Task prompt —
Present the following data again exactly as it is shown.

:::::

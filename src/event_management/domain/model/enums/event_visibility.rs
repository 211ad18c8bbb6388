use crate::{
    access_control::domain::{
        model::enums::{capability_action::CapabilityAction, grant_scope::GrantScope},
        services::authorization_matrix::AuthorizationMatrix,
    },
    iam_integration::domain::model::{
        entities::principal::Principal, value_objects::principal_id::PrincipalId,
    },
};

/// Which events a principal may list, derived from its `ViewEvent` grant.
#[derive(Clone, Copy, Debug, Eq, PartialEq)]
pub enum EventVisibility {
    All,
    CreatedBy(PrincipalId),
    CoordinatedBy(PrincipalId),
    Nothing,
}

impl EventVisibility {
    pub fn for_principal(principal: &Principal) -> Self {
        match AuthorizationMatrix::grant_scope(principal.role(), CapabilityAction::ViewEvent) {
            Some(GrantScope::Any) => Self::All,
            Some(GrantScope::Owned) => Self::CreatedBy(principal.id()),
            Some(GrantScope::Coordinated) => Self::CoordinatedBy(principal.id()),
            None => Self::Nothing,
        }
    }
}
use uuid::Uuid;

use crate::iam_integration::domain::model::entities::principal::Principal;

#[derive(Clone, Debug)]
pub struct CompleteEventCommand {
    principal: Principal,
    event_id: Uuid,
}

impl CompleteEventCommand {
    pub fn new(principal: Principal, event_id: Uuid) -> Self {
        Self {
            principal,
            event_id,
        }
    }

    pub fn principal(&self) -> &Principal {
        &self.principal
    }

    pub fn event_id(&self) -> Uuid {
        self.event_id
    }
}
use uuid::Uuid;

use crate::iam_integration::domain::model::entities::principal::Principal;

#[derive(Clone, Debug)]
pub struct GetBudgetQuery {
    principal: Principal,
    event_id: Uuid,
}

impl GetBudgetQuery {
    pub fn new(principal: Principal, event_id: Uuid) -> Self {
        Self {
            principal,
            event_id,
        }
    }

    pub fn principal(&self) -> &Principal {
        &self.principal
    }

    pub fn event_id(&self) -> Uuid {
        self.event_id
    }
}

:::::

Written reply —
filename src/event_management/domain/model/enums/event_visibility.rs
repository 211ad18c8bbb6388
use crate::{
    access_control::domain::{
        model::enums::{capability_action::CapabilityAction, grant_scope::GrantScope},
        services::authorization_matrix::AuthorizationMatrix,
    },
    iam_integration::domain::model::{
        entities::principal::Principal, value_objects::principal_id::PrincipalId,
    },
};

/// Which events a principal may list, derived from its `ViewEvent` grant.
#[derive(Clone, Copy, Debug, Eq, PartialEq)]
pub enum EventVisibility {
    All,
    CreatedBy(PrincipalId),
    CoordinatedBy(PrincipalId),
    Nothing,
}

impl EventVisibility {
    pub fn for_principal(principal: &Principal) -> Self {
        match AuthorizationMatrix::grant_scope(principal.role(), CapabilityAction::ViewEvent) {
            Some(GrantScope::Any) => Self::All,
            Some(GrantScope::Owned) => Self::CreatedBy(principal.id()),
            Some(GrantScope::Coordinated) => Self::CoordinatedBy(principal.id()),
            None => Self::Nothing,
        }
    }
}
use uuid::Uuid;

use crate::iam_integration::domain::model::entities::principal::Principal;

#[derive(Clone, Debug)]
pub struct CompleteEventCommand {
    principal: Principal,
    event_id: Uuid,
}

impl CompleteEventCommand {
    pub fn new(principal: Principal, event_id: Uuid) -> Self {
        Self {
            principal,
            event_id,
        }
    }

    pub fn principal(&self) -> &Principal {
        &self.principal
    }

    pub fn event_id(&self) -> Uuid {
        self.event_id
    }
}
use uuid::Uuid;

use crate::iam_integration::domain::model::entities::principal::Principal;

#[derive(Clone, Debug)]
pub struct GetBudgetQuery {
    principal: Principal,
    event_id: Uuid,
}

impl GetBudgetQuery {
    pub fn new(principal: Principal, event_id: Uuid) -> Self {
        Self {
            principal,
            event_id,
        }
    }

    pub fn principal(&self) -> &Principal {
        &self.principal
    }

    pub fn event_id(&self) -> Uuid {
        self.event_id
    }
}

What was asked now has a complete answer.